→ Exercise objective: Bring together every line in the data that includes "AeroLevel".

→ Exercise input:
________________
//! Flat-file persistence for the full shop state.
//!
//! The format is a single whitespace-delimited token stream in three
//! sections, in this order:
//!
//! 1. inventory: record count, then per record the bike fields
//!    (`type model frame wheel gears price variant-fields`) and quantity;
//! 2. statistics: total revenue in cents, then total units sold;
//! 3. orders: order count, then per order `type customer line-count`,
//!    each line item as a bike plus quantity, and a trailing discount
//!    percent for fixed-discount orders only.
//!
//! Bike type codes: 0 = mountain (suspension model + suspension code,
//! 0 hardtail / 1 full), 1 = road (aerodynamics level 1-3). Order type
//! codes: 0 = standard, 1 = fixed discount, 2 = progressive.

use std::fs::{File, OpenOptions};
use std::io::{BufWriter, Read, Write};
use std::path::Path;
use std::str::FromStr;

use velo_catalog::{AeroLevel, Bike, BikeVariant, Catalog, Suspension};
use velo_order::{Order, PricingScheme, ShopState};

const BIKE_MOUNTAIN: u8 = 0;
const BIKE_ROAD: u8 = 1;
const ORDER_STANDARD: u8 = 0;
const ORDER_FIXED_DISCOUNT: u8 = 1;
const ORDER_PROGRESSIVE: u8 = 2;

#[derive(Debug, thiserror::Error)]
pub enum StoreError {
    #[error("I/O error: {0}")]
    Io(#[from] std::io::Error),

    #[error("Parse error: {0}")]
    Parse(String),
}

/// Write the full shop state to `path`, replacing whatever was there.
///
/// The three sections go out in sequence: the inventory write truncates
/// the file, statistics and orders append to it.
pub fn save(path: impl AsRef<Path>, catalog: &Catalog, state: &ShopState) -> Result<(), StoreError> {
    let path = path.as_ref();
    save_inventory(path, catalog)?;
    save_statistics(path, state)?;
    save_orders(path, state)?;
    tracing::info!(
        path = %path.display(),
        records = catalog.len(),
        orders = state.orders().len(),
        "shop state saved"
    );
    Ok(())
}

fn save_inventory(path: &Path, catalog: &Catalog) -> Result<(), StoreError> {
    let mut out = BufWriter::new(File::create(path)?);
    writeln!(out, "{}", catalog.len())?;
    // Sorted by model so the output is deterministic.
    for record in catalog.list() {
        write_bike(&mut out, record.bike())?;
        writeln!(out, " {}", record.quantity())?;
    }
    out.flush()?;
    Ok(())
}

fn save_statistics(path: &Path, state: &ShopState) -> Result<(), StoreError> {
    let mut out = BufWriter::new(OpenOptions::new().append(true).open(path)?);
    writeln!(out, "{}", state.total_revenue_cents())?;
    writeln!(out, "{}", state.total_units_sold())?;
    out.flush()?;
    Ok(())
}

fn save_orders(path: &Path, state: &ShopState) -> Result<(), StoreError> {
    let mut out = BufWriter::new(OpenOptions::new().append(true).open(path)?);
    writeln!(out, "{}", state.orders().len())?;
    for order in state.orders() {
        write!(
            out,
            "{} {} {}",
            scheme_code(order.pricing()),
            order.customer(),
            order.lines().len()
        )?;
        for line in order.lines() {
            write!(out, " ")?;
            write_bike(&mut out, line.bike())?;
            write!(out, " {}", line.quantity())?;
        }
        if let PricingScheme::FixedDiscount { percent } = order.pricing() {
            write!(out, " {percent}")?;
        }
        writeln!(out)?;
    }
    out.flush()?;
    Ok(())
}

fn write_bike<W: Write>(out: &mut W, bike: &Bike) -> Result<(), StoreError> {
    write!(
        out,
        "{} {} {} {} {} {}",
        bike_code(bike),
        bike.model(),
        bike.frame_size(),
        bike.wheel_size(),
        bike.gear_count(),
        bike.price_cents()
    )?;
    match bike.variant() {
        BikeVariant::Mountain {
            suspension_model,
            suspension,
        } => write!(out, " {} {}", suspension_model, suspension.code())?,
        BikeVariant::Road { aero } => write!(out, " {}", aero.level())?,
    }
    Ok(())
}

fn bike_code(bike: &Bike) -> u8 {
    match bike.variant() {
        BikeVariant::Mountain { .. } => BIKE_MOUNTAIN,
        BikeVariant::Road { .. } => BIKE_ROAD,
    }
}

fn scheme_code(pricing: &PricingScheme) -> u8 {
    match pricing {
        PricingScheme::Standard => ORDER_STANDARD,
        PricingScheme::FixedDiscount { .. } => ORDER_FIXED_DISCOUNT,
        PricingScheme::Progressive => ORDER_PROGRESSIVE,
    }
}

/// Read a full shop state from `path`.
///
/// Every value is validated through the domain constructors, so a stream
/// that decodes but violates an invariant is still a parse error. The
/// result is a fresh pair; callers swap it in wholesale, which keeps
/// their previous state intact when a load fails.
pub fn load(path: impl AsRef<Path>) -> Result<(Catalog, ShopState), StoreError> {
    let path = path.as_ref();
    let mut input = String::new();
    File::open(path)?.read_to_string(&mut input)?;

    let mut reader = TokenReader::new(&input);

    let mut catalog = Catalog::new();
    let record_count: usize = reader.parse("inventory count")?;
    for _ in 0..record_count {
        let bike = read_bike(&mut reader)?;
        let quantity: u32 = reader.parse("stock quantity")?;
        catalog
            .add(bike, quantity)
            .map_err(|e| StoreError::Parse(format!("invalid inventory record: {e}")))?;
    }

    let total_revenue_cents: i64 = reader.parse("total revenue")?;
    let total_units_sold: u64 = reader.parse("units sold")?;

    let order_count: usize = reader.parse("order count")?;
    let mut orders = Vec::with_capacity(order_count);
    for _ in 0..order_count {
        orders.push(read_order(&mut reader)?);
    }

    reader.expect_end()?;

    tracing::info!(
        path = %path.display(),
        records = record_count,
        orders = order_count,
        "shop state loaded"
    );
    Ok((
        catalog,
        ShopState::from_parts(orders, total_units_sold, total_revenue_cents),
    ))
}

fn read_bike(reader: &mut TokenReader<'_>) -> Result<Bike, StoreError> {
    let type_code: u8 = reader.parse("bike type code")?;
    let model = reader.next("model")?.to_string();
    let frame_size: f64 = reader.parse("frame size")?;
    let wheel_size: f64 = reader.parse("wheel size")?;
    let gear_count: u32 = reader.parse("gear count")?;
    let price_cents: i64 = reader.parse("price")?;

    let bike = match type_code {
        BIKE_MOUNTAIN => {
            let suspension_model = reader.next("suspension model")?.to_string();
            let code: u8 = reader.parse("suspension code")?;
            let suspension = Suspension::from_code(code)
                .ok_or_else(|| StoreError::Parse(format!("unknown suspension code: {code}")))?;
            Bike::mountain(
                model,
                frame_size,
                wheel_size,
                gear_count,
                price_cents,
                suspension_model,
                suspension,
            )
        }
        BIKE_ROAD => {
            let level: u8 = reader.parse("aerodynamics level")?;
            let aero = AeroLevel::from_level(level)
                .ok_or_else(|| StoreError::Parse(format!("unknown aerodynamics level: {level}")))?;
            Bike::road(model, frame_size, wheel_size, gear_count, price_cents, aero)
        }
        other => return Err(StoreError::Parse(format!("unknown bike type code: {other}"))),
    };

    bike.map_err(|e| StoreError::Parse(format!("invalid bike record: {e}")))
}

fn read_order(reader: &mut TokenReader<'_>) -> Result<Order, StoreError> {
    let type_code: u8 = reader.parse("order type code")?;
    let customer = reader.next("customer name")?.to_string();
    let line_count: usize = reader.parse("line item count")?;

    let mut lines = Vec::with_capacity(line_count);
    for _ in 0..line_count {
        let bike = read_bike(reader)?;
        let quantity: u32 = reader.parse("line quantity")?;
        lines.push((bike, quantity));
    }

    // The discount percent trails the line items for fixed-discount orders.
    let pricing = match type_code {
        ORDER_STANDARD => PricingScheme::Standard,
        ORDER_FIXED_DISCOUNT => {
            let percent: f64 = reader.parse("discount percent")?;
            PricingScheme::FixedDiscount { percent }
        }
        ORDER_PROGRESSIVE => PricingScheme::Progressive,
        other => return Err(StoreError::Parse(format!("unknown order type code: {other}"))),
    };

    let mut order = Order::new(customer, pricing)
        .map_err(|e| StoreError::Parse(format!("invalid order record: {e}")))?;
    for (bike, quantity) in lines {
        order
            .add_line(&bike, quantity)
            .map_err(|e| StoreError::Parse(format!("invalid order line: {e}")))?;
    }
    Ok(order)
}

/// Whitespace tokenizer with positions for parse diagnostics.
struct TokenReader<'a> {
    tokens: std::str::SplitWhitespace<'a>,
    position: usize,
}

impl<'a> TokenReader<'a> {
    fn new(input: &'a str) -> Self {
        Self {
            tokens: input.split_whitespace(),
            position: 0,
        }
    }

    fn next(&mut self, field: &str) -> Result<&'a str, StoreError> {
        self.position += 1;
        self.tokens.next().ok_or_else(|| {
            StoreError::Parse(format!(
                "unexpected end of input at token {} (expected {field})",
                self.position
            ))
        })
    }

    fn parse<T: FromStr>(&mut self, field: &str) -> Result<T, StoreError> {
        let token = self.next(field)?;
        token
            .parse()
            .map_err(|_| StoreError::Parse(format!("invalid {field} token: {token:?}")))
    }

    fn expect_end(&mut self) -> Result<(), StoreError> {
        match self.tokens.next() {
            None => Ok(()),
            Some(token) => Err(StoreError::Parse(format!(
                "trailing data after declared records: {token:?}"
            ))),
        }
    }
}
________________
→ Your solution:
use velo_catalog::{AeroLevel, Bike, BikeVariant, Catalog, Suspension};
            let aero = AeroLevel::from_level(level)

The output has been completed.